━━ Data in this exercise ━━
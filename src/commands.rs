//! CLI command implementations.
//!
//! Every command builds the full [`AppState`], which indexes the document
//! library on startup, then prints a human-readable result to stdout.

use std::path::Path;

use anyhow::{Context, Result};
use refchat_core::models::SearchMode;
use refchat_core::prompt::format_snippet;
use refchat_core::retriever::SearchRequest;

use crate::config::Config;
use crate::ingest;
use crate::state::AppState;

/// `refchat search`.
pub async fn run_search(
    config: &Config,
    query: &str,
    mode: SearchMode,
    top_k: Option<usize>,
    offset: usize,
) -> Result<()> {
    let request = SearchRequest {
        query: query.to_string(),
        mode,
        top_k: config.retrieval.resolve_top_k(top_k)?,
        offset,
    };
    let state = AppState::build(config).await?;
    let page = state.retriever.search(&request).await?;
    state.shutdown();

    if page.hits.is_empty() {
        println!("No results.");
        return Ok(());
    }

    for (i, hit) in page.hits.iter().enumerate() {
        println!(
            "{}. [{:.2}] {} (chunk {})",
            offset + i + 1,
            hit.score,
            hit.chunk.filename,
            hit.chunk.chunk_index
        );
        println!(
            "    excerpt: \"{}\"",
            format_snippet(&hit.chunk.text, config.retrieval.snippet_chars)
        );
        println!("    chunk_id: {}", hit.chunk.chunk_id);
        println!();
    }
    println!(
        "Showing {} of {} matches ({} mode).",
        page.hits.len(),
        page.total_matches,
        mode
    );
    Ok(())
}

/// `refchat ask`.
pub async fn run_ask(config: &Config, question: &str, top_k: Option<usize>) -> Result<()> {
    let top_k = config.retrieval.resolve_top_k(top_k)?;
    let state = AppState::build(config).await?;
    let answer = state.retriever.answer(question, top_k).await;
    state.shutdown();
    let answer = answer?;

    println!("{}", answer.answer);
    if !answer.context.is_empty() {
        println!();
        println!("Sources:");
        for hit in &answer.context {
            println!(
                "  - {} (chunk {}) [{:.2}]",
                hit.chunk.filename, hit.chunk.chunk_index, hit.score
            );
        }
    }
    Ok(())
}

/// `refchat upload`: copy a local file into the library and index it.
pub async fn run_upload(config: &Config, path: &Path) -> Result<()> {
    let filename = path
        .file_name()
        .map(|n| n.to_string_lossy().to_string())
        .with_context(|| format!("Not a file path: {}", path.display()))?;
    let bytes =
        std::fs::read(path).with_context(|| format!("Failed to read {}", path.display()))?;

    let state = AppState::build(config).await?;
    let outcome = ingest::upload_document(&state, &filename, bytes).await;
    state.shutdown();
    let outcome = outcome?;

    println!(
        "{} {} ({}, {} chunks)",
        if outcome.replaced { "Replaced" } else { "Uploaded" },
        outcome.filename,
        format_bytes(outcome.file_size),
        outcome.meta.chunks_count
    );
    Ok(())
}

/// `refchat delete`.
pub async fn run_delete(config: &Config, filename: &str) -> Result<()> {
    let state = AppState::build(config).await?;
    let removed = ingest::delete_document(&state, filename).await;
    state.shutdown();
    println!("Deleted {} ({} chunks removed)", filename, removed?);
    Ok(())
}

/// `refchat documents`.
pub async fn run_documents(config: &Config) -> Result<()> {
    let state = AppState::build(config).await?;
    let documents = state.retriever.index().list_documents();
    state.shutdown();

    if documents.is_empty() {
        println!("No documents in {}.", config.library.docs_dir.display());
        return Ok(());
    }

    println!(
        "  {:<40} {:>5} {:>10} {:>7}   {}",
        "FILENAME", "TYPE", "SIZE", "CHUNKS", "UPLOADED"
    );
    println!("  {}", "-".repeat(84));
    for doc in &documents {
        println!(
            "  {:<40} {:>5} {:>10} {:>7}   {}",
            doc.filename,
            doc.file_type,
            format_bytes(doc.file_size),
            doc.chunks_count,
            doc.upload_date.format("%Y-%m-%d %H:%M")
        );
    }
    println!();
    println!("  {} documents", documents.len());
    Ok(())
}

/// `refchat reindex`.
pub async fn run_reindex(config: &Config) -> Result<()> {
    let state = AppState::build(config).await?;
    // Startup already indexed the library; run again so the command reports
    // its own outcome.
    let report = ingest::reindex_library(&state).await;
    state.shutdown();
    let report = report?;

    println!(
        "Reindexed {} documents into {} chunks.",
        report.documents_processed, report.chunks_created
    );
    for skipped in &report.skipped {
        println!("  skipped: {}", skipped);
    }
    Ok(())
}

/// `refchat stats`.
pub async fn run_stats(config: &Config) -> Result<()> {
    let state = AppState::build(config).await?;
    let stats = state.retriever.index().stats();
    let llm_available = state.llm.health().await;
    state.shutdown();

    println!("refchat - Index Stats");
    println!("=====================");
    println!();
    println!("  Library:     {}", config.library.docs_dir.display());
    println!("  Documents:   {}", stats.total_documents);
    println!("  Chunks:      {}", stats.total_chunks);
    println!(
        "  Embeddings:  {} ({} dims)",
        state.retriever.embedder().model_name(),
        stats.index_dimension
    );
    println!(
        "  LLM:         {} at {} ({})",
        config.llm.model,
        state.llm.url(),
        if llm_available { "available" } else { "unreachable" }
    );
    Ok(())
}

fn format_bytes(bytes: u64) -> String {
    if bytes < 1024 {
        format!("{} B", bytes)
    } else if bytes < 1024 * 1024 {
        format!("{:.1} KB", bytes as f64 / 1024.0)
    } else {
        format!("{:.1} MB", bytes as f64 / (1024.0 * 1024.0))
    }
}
━━━
What needs to be done: Whenever the word "removed" shows up in a line of the entries, list that line.

Exercise response:
    let removed = ingest::delete_document(&state, filename).await;
    println!("Deleted {} ({} chunks removed)", filename, removed?);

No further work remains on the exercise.